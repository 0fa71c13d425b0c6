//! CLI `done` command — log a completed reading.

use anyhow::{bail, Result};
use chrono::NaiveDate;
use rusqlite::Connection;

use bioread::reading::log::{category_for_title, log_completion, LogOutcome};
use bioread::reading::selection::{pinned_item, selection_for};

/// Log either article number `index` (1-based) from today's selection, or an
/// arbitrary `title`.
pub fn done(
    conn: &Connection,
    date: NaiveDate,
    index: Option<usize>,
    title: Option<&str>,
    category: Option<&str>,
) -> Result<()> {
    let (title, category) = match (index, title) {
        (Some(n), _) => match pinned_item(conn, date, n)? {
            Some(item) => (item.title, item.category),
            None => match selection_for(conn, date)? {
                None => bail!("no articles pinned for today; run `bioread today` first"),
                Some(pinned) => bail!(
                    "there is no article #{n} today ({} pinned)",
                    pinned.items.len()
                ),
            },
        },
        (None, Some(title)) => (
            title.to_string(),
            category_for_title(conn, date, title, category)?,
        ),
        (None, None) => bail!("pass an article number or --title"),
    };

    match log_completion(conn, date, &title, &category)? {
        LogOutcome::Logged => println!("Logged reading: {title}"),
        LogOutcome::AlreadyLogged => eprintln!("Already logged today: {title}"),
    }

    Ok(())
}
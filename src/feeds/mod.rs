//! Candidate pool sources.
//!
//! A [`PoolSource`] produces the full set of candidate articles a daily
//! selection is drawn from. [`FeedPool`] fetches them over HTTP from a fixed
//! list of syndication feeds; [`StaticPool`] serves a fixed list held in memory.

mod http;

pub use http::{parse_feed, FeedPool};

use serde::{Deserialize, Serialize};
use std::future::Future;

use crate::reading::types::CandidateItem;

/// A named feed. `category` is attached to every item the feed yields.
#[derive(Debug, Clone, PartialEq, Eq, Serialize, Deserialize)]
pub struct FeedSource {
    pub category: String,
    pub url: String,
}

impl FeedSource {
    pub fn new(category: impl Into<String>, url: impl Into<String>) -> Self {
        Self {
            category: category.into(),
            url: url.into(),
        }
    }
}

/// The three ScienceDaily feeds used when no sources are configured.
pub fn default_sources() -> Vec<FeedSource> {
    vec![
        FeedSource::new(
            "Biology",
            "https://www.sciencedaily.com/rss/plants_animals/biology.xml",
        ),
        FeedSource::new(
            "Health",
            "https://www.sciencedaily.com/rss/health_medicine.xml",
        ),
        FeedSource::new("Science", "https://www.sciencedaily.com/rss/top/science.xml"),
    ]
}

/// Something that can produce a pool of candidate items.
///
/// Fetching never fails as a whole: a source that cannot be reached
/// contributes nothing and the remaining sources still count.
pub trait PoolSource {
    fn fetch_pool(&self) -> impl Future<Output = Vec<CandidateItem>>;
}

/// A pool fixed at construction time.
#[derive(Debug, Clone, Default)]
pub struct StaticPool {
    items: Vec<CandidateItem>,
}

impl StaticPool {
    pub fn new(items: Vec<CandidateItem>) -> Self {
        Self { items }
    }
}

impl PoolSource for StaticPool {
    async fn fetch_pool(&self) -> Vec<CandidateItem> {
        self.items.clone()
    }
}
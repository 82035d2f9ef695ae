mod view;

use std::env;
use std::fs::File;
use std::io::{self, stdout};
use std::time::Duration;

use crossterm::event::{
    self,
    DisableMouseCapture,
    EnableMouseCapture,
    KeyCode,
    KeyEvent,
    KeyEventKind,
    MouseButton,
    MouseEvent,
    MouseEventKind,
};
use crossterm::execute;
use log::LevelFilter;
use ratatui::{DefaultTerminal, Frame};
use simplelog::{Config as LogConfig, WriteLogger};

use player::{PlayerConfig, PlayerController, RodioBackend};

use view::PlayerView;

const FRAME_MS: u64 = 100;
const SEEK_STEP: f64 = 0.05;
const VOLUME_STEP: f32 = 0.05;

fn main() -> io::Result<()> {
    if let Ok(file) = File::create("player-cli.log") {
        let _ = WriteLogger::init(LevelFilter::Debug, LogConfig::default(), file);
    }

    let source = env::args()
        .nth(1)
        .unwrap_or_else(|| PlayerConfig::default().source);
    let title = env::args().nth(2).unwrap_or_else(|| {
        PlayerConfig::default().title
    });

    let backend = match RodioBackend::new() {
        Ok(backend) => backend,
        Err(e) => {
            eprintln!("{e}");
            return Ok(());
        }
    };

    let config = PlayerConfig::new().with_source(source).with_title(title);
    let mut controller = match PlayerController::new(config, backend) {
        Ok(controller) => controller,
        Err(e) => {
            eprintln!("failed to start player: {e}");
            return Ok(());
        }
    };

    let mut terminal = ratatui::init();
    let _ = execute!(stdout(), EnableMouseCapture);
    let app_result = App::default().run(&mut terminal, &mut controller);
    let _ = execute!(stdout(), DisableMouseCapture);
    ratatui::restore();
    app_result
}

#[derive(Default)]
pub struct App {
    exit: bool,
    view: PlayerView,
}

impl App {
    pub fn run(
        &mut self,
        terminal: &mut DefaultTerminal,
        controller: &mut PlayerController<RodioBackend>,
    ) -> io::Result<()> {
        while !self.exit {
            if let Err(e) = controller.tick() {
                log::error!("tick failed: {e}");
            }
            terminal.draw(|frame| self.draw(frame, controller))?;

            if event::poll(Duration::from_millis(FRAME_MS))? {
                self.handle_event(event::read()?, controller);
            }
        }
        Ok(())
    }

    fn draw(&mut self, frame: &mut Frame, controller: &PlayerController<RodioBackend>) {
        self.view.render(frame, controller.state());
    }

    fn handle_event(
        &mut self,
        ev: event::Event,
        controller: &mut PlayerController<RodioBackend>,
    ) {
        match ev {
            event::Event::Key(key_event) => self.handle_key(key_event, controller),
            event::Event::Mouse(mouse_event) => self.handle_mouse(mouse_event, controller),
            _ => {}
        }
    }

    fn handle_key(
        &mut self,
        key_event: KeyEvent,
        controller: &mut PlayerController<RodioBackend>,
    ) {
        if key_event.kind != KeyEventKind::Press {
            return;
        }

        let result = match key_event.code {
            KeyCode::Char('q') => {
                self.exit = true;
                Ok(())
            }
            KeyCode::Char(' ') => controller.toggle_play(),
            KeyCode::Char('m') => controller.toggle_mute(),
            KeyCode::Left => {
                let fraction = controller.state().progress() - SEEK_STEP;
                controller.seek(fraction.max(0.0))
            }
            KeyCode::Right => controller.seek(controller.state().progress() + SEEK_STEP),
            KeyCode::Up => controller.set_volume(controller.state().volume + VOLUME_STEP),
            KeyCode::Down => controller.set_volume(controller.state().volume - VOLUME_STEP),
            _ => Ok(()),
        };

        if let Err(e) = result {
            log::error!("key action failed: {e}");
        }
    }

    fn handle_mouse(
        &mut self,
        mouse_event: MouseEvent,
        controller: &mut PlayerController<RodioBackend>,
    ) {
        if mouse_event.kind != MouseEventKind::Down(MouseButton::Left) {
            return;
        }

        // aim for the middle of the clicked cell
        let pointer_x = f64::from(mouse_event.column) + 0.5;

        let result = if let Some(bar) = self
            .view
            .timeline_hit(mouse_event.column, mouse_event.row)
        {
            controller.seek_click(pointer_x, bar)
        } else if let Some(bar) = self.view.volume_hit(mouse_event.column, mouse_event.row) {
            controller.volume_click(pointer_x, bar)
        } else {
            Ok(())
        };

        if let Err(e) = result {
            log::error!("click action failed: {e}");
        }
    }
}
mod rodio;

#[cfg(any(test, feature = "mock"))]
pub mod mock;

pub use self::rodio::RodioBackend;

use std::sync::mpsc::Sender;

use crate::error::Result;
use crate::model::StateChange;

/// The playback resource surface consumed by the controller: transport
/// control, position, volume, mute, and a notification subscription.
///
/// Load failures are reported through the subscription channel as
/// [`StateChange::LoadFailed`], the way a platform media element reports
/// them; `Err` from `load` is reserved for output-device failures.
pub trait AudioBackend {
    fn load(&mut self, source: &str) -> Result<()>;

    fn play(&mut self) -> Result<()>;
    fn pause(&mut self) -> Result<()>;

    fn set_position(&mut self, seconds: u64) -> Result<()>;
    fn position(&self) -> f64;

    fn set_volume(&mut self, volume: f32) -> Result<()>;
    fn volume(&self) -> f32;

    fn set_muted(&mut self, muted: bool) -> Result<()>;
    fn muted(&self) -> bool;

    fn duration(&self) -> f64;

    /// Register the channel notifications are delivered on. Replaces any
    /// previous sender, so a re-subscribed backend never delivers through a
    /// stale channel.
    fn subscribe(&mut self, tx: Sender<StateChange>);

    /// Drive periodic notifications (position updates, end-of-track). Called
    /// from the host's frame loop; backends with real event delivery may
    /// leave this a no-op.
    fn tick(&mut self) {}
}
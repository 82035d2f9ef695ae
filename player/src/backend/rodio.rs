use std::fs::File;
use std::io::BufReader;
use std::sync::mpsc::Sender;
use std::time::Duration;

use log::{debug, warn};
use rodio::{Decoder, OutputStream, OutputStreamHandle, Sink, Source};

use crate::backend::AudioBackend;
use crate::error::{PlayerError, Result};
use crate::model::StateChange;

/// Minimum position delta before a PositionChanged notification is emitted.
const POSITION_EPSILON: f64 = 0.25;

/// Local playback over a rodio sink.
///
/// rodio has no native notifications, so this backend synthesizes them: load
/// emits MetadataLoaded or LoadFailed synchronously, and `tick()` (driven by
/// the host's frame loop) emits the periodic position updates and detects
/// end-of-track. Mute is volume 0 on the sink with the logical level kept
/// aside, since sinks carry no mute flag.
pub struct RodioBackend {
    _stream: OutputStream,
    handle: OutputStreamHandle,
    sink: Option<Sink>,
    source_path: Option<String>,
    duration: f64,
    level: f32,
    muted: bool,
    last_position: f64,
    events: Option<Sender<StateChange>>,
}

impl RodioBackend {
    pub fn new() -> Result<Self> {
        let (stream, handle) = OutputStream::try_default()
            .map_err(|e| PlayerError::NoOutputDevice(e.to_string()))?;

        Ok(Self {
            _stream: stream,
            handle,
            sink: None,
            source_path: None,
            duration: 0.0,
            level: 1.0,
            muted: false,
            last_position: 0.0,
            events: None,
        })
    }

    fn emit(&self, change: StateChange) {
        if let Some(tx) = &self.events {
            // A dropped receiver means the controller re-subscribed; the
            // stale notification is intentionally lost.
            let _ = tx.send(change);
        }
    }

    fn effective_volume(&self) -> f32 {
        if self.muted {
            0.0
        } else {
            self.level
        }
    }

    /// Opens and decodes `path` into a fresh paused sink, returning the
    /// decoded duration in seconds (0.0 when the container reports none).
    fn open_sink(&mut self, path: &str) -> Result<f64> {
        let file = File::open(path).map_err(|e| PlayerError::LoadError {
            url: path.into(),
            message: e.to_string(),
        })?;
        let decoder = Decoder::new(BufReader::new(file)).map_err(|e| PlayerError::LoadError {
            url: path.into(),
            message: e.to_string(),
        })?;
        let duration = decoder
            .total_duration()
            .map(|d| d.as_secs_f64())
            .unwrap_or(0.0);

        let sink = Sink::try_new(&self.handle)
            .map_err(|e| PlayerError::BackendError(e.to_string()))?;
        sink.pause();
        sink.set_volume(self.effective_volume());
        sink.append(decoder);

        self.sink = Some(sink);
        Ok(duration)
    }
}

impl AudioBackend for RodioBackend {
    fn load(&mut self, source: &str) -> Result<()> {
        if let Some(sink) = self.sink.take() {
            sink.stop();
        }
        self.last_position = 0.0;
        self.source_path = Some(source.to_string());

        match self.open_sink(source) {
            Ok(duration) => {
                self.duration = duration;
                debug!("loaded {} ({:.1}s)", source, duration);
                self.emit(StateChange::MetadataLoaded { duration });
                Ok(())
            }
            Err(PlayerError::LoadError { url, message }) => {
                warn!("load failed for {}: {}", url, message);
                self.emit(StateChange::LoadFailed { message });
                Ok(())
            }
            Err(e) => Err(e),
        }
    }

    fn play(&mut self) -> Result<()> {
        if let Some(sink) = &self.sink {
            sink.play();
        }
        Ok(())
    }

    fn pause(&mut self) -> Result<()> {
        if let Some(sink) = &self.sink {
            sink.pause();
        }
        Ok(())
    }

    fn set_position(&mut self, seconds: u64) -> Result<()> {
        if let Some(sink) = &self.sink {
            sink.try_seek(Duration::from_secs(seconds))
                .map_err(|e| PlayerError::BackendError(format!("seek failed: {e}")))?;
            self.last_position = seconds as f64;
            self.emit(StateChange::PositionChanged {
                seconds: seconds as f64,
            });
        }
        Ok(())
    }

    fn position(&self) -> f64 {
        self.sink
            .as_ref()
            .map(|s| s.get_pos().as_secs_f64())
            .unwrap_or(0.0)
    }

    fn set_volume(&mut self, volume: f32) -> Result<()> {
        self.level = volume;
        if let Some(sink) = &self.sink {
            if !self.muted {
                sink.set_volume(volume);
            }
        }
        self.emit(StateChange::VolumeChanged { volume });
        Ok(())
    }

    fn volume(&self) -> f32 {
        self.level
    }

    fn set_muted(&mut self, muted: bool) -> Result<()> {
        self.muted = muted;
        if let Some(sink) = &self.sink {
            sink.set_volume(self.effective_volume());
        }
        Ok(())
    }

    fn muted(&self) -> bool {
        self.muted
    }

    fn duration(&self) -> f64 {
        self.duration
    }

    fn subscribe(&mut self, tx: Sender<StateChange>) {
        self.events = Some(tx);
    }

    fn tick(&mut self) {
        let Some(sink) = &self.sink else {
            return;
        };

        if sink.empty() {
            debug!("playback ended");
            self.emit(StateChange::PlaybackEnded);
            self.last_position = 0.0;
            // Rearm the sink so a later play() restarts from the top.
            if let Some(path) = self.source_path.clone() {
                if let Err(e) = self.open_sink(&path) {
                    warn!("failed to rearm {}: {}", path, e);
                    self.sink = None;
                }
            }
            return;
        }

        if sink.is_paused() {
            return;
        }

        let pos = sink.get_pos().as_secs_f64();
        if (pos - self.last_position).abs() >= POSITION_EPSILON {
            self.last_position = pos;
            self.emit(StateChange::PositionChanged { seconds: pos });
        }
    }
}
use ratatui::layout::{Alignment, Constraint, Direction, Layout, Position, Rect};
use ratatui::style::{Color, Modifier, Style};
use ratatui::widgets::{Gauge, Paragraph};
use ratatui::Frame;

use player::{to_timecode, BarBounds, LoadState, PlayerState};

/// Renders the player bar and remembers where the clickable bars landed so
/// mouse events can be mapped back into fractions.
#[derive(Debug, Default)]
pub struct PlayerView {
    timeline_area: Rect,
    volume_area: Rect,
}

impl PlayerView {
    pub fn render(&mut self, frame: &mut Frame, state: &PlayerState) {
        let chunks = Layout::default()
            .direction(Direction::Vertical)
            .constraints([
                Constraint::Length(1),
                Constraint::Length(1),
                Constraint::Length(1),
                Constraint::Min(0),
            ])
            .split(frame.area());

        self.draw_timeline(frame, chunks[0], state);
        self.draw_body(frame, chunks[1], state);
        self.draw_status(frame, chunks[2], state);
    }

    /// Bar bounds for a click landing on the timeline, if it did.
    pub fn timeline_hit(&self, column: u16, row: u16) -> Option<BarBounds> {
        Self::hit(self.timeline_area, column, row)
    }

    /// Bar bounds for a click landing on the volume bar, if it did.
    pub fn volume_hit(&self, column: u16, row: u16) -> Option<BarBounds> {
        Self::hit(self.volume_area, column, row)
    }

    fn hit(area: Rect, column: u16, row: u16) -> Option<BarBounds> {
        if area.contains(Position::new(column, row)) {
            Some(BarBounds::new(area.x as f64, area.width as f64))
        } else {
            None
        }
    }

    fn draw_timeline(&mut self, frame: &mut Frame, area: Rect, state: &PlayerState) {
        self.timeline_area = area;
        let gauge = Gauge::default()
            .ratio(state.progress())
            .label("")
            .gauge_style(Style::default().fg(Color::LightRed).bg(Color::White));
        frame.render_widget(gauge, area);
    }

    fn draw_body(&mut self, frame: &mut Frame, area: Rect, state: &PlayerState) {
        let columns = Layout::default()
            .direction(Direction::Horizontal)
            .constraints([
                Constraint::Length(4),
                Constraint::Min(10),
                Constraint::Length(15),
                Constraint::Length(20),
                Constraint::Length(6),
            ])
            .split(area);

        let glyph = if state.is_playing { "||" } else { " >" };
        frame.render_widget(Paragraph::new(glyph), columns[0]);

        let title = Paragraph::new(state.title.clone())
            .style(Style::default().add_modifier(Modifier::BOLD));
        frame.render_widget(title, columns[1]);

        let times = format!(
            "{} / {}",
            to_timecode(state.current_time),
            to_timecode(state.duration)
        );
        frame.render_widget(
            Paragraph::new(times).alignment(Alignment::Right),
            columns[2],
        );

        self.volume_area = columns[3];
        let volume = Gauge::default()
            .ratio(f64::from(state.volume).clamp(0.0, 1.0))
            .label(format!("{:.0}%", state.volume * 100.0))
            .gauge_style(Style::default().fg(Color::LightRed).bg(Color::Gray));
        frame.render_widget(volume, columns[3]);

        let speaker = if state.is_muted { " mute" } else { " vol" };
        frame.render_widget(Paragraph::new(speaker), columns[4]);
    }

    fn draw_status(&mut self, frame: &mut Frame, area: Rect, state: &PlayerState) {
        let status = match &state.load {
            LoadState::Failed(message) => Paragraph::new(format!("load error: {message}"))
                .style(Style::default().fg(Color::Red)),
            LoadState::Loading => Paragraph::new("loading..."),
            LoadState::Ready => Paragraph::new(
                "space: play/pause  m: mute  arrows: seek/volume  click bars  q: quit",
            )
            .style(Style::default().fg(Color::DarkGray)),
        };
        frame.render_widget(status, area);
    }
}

▶ _WHAT IS NEEDED_: If a line comes after the one with "None => match", leave it out; reproduce exactly every line of the material from the first up to and including that one.

▶ _RESULT OF THE TASK_:
repository 0fa71c13d425b0c6
//! CLI `done` command — log a completed reading.

use anyhow::{bail, Result};
use chrono::NaiveDate;
use rusqlite::Connection;

use bioread::reading::log::{category_for_title, log_completion, LogOutcome};
use bioread::reading::selection::{pinned_item, selection_for};

/// Log either article number `index` (1-based) from today's selection, or an
/// arbitrary `title`.
pub fn done(
    conn: &Connection,
    date: NaiveDate,
    index: Option<usize>,
    title: Option<&str>,
    category: Option<&str>,
) -> Result<()> {
    let (title, category) = match (index, title) {
        (Some(n), _) => match pinned_item(conn, date, n)? {
            Some(item) => (item.title, item.category),
            None => match selection_for(conn, date)? {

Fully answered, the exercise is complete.